EXERCISE AIM
Within the records, find every line that includes the word "accuracy" and copy it.

THE INPUT
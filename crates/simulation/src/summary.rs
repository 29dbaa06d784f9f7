//! End-of-run summary.

use std::collections::BTreeMap;
use std::fmt;

use chrono::NaiveDate;
use performance::PerformanceSnapshot;
use serde::{Deserialize, Serialize};
use types::{ActionType, AnalystId};

use crate::incident::Incident;

/// Per-analyst totals and rolling performance at the end of the run.
#[derive(Debug, Clone, PartialEq, Serialize, Deserialize)]
pub struct AnalystSummary {
    pub analyst_id: AnalystId,
    pub name: String,
    pub archetype: String,
    pub actions: u64,
    pub ideas_opened: u64,
    pub ideas_open: usize,
    pub ideas_exited: usize,
    pub ideas_passed: usize,
    pub performance: PerformanceSnapshot,
}

#[derive(Debug, Clone, PartialEq, Serialize, Deserialize)]
pub struct RunSummary {
    pub seed: u64,
    pub start: NaiveDate,
    pub end: NaiveDate,
    pub ticks: u64,
    pub total_actions: u64,
    pub actions_by_type: BTreeMap<ActionType, u64>,
    pub ideas_opened: u64,
    pub ideas_exited: u64,
    pub ideas_passed: u64,
    pub capacity_violations: u64,
    pub data_gaps: u64,
    pub incidents: Vec<Incident>,
    /// Performance records created.
    pub records: u64,
    /// Evaluations still waiting for their horizon when the run ended.
    pub pending_evaluations: usize,
    pub analysts: Vec<AnalystSummary>,
    /// SHA-256 over the serialized action log.
    pub action_log_hash: String,
}

impl RunSummary {
    pub fn actions_of(&self, action_type: ActionType) -> u64 {
        self.actions_by_type.get(&action_type).copied().unwrap_or(0)
    }
}

impl fmt::Display for RunSummary {
    fn fmt(&self, f: &mut fmt::Formatter<'_>) -> fmt::Result {
        writeln!(
            f,
            "Run {} .. {} (seed {}, {} ticks)",
            self.start, self.end, self.seed, self.ticks
        )?;
        writeln!(f, "  actions: {}", self.total_actions)?;
        for (action_type, count) in &self.actions_by_type {
            writeln!(f, "    {:<22} {count}", action_type.to_string())?;
        }
        writeln!(
            f,
            "  ideas: {} opened, {} exited, {} passed",
            self.ideas_opened, self.ideas_exited, self.ideas_passed
        )?;
        writeln!(
            f,
            "  incidents: {} capacity violations, {} data gaps",
            self.capacity_violations, self.data_gaps
        )?;
        writeln!(
            f,
            "  evaluations: {} records, {} pending",
            self.records, self.pending_evaluations
        )?;
        for a in &self.analysts {
            let accuracy = a
                .performance
                .accuracy
                .map_or_else(|| "-".to_string(), |v| format!("{v:.3}"));
            writeln!(
                f,
                "  {:>4} {:<16} {:<12} actions {:>5}  accuracy {:>6}  confidence {:.2}  {:?}",
                a.analyst_id.0,
                a.name,
                a.archetype,
                a.actions,
                accuracy,
                a.performance.confidence,
                a.performance.state,
            )?;
        }
        write!(f, "  action log sha256: {}", self.action_log_hash)
    }
}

YOUR RESPONSE
            let accuracy = a
                .accuracy
                "  {:>4} {:<16} {:<12} actions {:>5}  accuracy {:>6}  confidence {:.2}  {:?}",
                accuracy,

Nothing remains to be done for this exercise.